The previous several articles have dealt with calibration-study design and calibration-diagnostic procedures. These discussions have centered on two specific quantities: 1) the true concentrations of the calibration standards, and 2) the instrumental responses to these various standards. In the six examples that were detailed, the responses were the raw peak areas generated by an ion chromatograph. These values could have been scaled by some factor (typically, the response of an internal standard); the diagnostic procedures still would have been the same. However, the use of internal standards, though fairly common, is not without drawbacks and thus will be the subject of this installment.
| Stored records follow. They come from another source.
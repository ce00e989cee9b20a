//! Canonical PCM16 WAV encoder
//!
//! Produces a 44-byte `RIFF`/`WAVE`/`fmt `/`data` header followed by
//! interleaved little-endian 16-bit samples. The layout is fixed so two
//! encoders fed the same buffer produce identical bytes.

use bytes::{BufMut, Bytes, BytesMut};

use crate::engine::buffer::PcmBuffer;
use crate::error::{Result, TonearmError};

/// Size of the canonical header in bytes
pub const WAV_HEADER_LEN: usize = 44;

/// PCM format tag in the `fmt ` chunk
const FORMAT_PCM: u16 = 1;

/// Output bit depth
const BITS_PER_SAMPLE: u16 = 16;

/// Bytes per output sample
const BYTES_PER_SAMPLE: u64 = 2;

/// Full-scale multiplier for float -> PCM16
const PCM16_SCALE: f32 = 32767.0;

/// Encoded WAV file
///
/// Immutable once built; cloning shares the underlying bytes.
#[derive(Debug, Clone, PartialEq, Eq)]
pub struct WavContainer {
    bytes: Bytes,
}

impl WavContainer {
    /// The whole file, header included
    pub fn as_bytes(&self) -> &[u8] {
        &self.bytes
    }

    /// The sample payload after the header
    pub fn data(&self) -> &[u8] {
        &self.bytes[WAV_HEADER_LEN..]
    }

    /// Total length in bytes
    pub fn len(&self) -> usize {
        self.bytes.len()
    }

    /// A container always holds at least the header
    pub fn is_empty(&self) -> bool {
        self.bytes.is_empty()
    }

    /// Hand the shared byte buffer to a transport layer
    pub fn into_bytes(self) -> Bytes {
        self.bytes
    }
}

impl AsRef<[u8]> for WavContainer {
    fn as_ref(&self) -> &[u8] {
        &self.bytes
    }
}

/// Quantize one float sample to PCM16
///
/// Clamps to [-1, 1] first, then scales by 32767 and truncates toward zero.
#[inline]
pub fn quantize_sample(sample: f32) -> i16 {
    (sample.clamp(-1.0, 1.0) * PCM16_SCALE) as i16
}

/// Encode a buffer as a canonical PCM16 WAV file
///
/// # Errors
/// * `EncodingOverflow` - if the data does not fit the 32-bit RIFF size
///   field or the channel count does not fit the 16-bit `fmt ` field
pub fn encode(buffer: &PcmBuffer) -> Result<WavContainer> {
    let channels = buffer.channels();
    let frames = buffer.frames();
    let sample_rate = buffer.sample_rate();

    let channels_u16 = u16::try_from(channels).map_err(|_| TonearmError::EncodingOverflow {
        field: "channels",
        required: channels as u64,
        limit: u16::MAX as u64,
    })?;

    let block_align = channels as u64 * BYTES_PER_SAMPLE;
    if block_align > u16::MAX as u64 {
        return Err(TonearmError::EncodingOverflow {
            field: "block_align",
            required: block_align,
            limit: u16::MAX as u64,
        });
    }

    let data_bytes = frames
        .checked_mul(block_align)
        .ok_or(TonearmError::EncodingOverflow {
            field: "data_size",
            required: u64::MAX,
            limit: u32::MAX as u64,
        })?;
    let riff_size = data_bytes + 36;
    if riff_size > u32::MAX as u64 {
        return Err(TonearmError::EncodingOverflow {
            field: "riff_size",
            required: riff_size,
            limit: u32::MAX as u64,
        });
    }

    let byte_rate = sample_rate as u64 * block_align;
    if byte_rate > u32::MAX as u64 {
        return Err(TonearmError::EncodingOverflow {
            field: "byte_rate",
            required: byte_rate,
            limit: u32::MAX as u64,
        });
    }

    let mut out = BytesMut::with_capacity(WAV_HEADER_LEN + data_bytes as usize);

    // RIFF chunk
    out.put_slice(b"RIFF");
    out.put_u32_le(riff_size as u32);
    out.put_slice(b"WAVE");

    // fmt subchunk
    out.put_slice(b"fmt ");
    out.put_u32_le(16);
    out.put_u16_le(FORMAT_PCM);
    out.put_u16_le(channels_u16);
    out.put_u32_le(sample_rate);
    out.put_u32_le(byte_rate as u32);
    out.put_u16_le(block_align as u16);
    out.put_u16_le(BITS_PER_SAMPLE);

    // data subchunk
    out.put_slice(b"data");
    out.put_u32_le(data_bytes as u32);

    let planar = buffer.planar();
    for index in 0..frames as usize {
        for channel in &planar {
            out.put_i16_le(quantize_sample(channel[index]));
        }
    }

    if out.len() != WAV_HEADER_LEN + data_bytes as usize {
        return Err(TonearmError::InternalInvariant {
            reason: format!(
                "encoded {} bytes, header declares {}",
                out.len(),
                WAV_HEADER_LEN as u64 + data_bytes
            ),
        });
    }

    tracing::debug!(
        channels,
        sample_rate,
        frames,
        bytes = out.len(),
        "encoded PCM16 WAV"
    );

    Ok(WavContainer {
        bytes: out.freeze(),
    })
}

#[cfg(test)]
mod tests {
    use super::*;
    use pretty_assertions::assert_eq;
    use test_case::test_case;

    fn u16_at(bytes: &[u8], offset: usize) -> u16 {
        u16::from_le_bytes([bytes[offset], bytes[offset + 1]])
    }

    fn u32_at(bytes: &[u8], offset: usize) -> u32 {
        u32::from_le_bytes([
            bytes[offset],
            bytes[offset + 1],
            bytes[offset + 2],
            bytes[offset + 3],
        ])
    }

    #[test]
    fn test_header_layout() {
        let buffer = PcmBuffer::silence(2, 100, 44_100).unwrap();
        let wav = encode(&buffer).unwrap();
        let bytes = wav.as_bytes();

        assert_eq!(&bytes[0..4], b"RIFF");
        assert_eq!(u32_at(bytes, 4), 36 + 400);
        assert_eq!(&bytes[8..12], b"WAVE");
        assert_eq!(&bytes[12..16], b"fmt ");
        assert_eq!(u32_at(bytes, 16), 16);
        assert_eq!(u16_at(bytes, 20), 1);
        assert_eq!(u16_at(bytes, 22), 2);
        assert_eq!(u32_at(bytes, 24), 44_100);
        assert_eq!(u32_at(bytes, 28), 44_100 * 4);
        assert_eq!(u16_at(bytes, 32), 4);
        assert_eq!(u16_at(bytes, 34), 16);
        assert_eq!(&bytes[36..40], b"data");
        assert_eq!(u32_at(bytes, 40), 400);
        assert_eq!(wav.len(), 444);
    }

    #[test_case(0.0, 0 ; "zero")]
    #[test_case(1.0, 32767 ; "full scale")]
    #[test_case(-1.0, -32767 ; "negative full scale")]
    #[test_case(1.5, 32767 ; "clamps above")]
    #[test_case(-3.0, -32767 ; "clamps below")]
    #[test_case(0.5, 16383 ; "truncates toward zero")]
    #[test_case(-0.5, -16383 ; "truncates negative toward zero")]
    fn test_quantize(sample: f32, expected: i16) {
        assert_eq!(quantize_sample(sample), expected);
    }

    #[test]
    fn test_samples_interleaved() {
        let buffer = PcmBuffer::from_planar(vec![vec![1.0, 0.0], vec![-1.0, 0.5]], 48_000).unwrap();
        let wav = encode(&buffer).unwrap();
        let data = wav.data();
        let samples: Vec<i16> = data
            .chunks_exact(2)
            .map(|b| i16::from_le_bytes([b[0], b[1]]))
            .collect();
        assert_eq!(samples, vec![32767, -32767, 0, 16383]);
    }

    #[test_case(70_000, 48_000, "channels" ; "channel count above u16")]
    #[test_case(40_000, 48_000, "block_align" ; "frame size above u16")]
    #[test_case(16_000, 384_000, "byte_rate" ; "byte rate above u32")]
    fn test_encoding_overflow(channels: u32, sample_rate: u32, expected: &str) {
        let buffer = PcmBuffer::silence(channels, 1, sample_rate).unwrap();
        let err = encode(&buffer).unwrap_err();
        assert_eq!(err.error_code(), "ENCODING_OVERFLOW");
        match err {
            TonearmError::EncodingOverflow { field, required, limit } => {
                assert_eq!(field, expected);
                assert!(required > limit);
            }
            other => panic!("unexpected error {:?}", other),
        }
    }
}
Before discussion can begin, a definition is in order. For purposes of this article, an internal standard (IS) is a compound that is not an analyte of interest, but is added (in a known amount) to all calibration standards and all samples. This discussion also will be limited to situations where the instrumental response (to a given combination of analyte concentration and matrix composition) is relatively stable. When method recoveries for the analytes are expected to be different from 100%, an IS often is used. The instrumental response to the IS is used to “scale” the responses for some or all of the analytes in that particular sample or standard. Use of an IS method avoids the more involved procedure of calibrating in the matrix itself.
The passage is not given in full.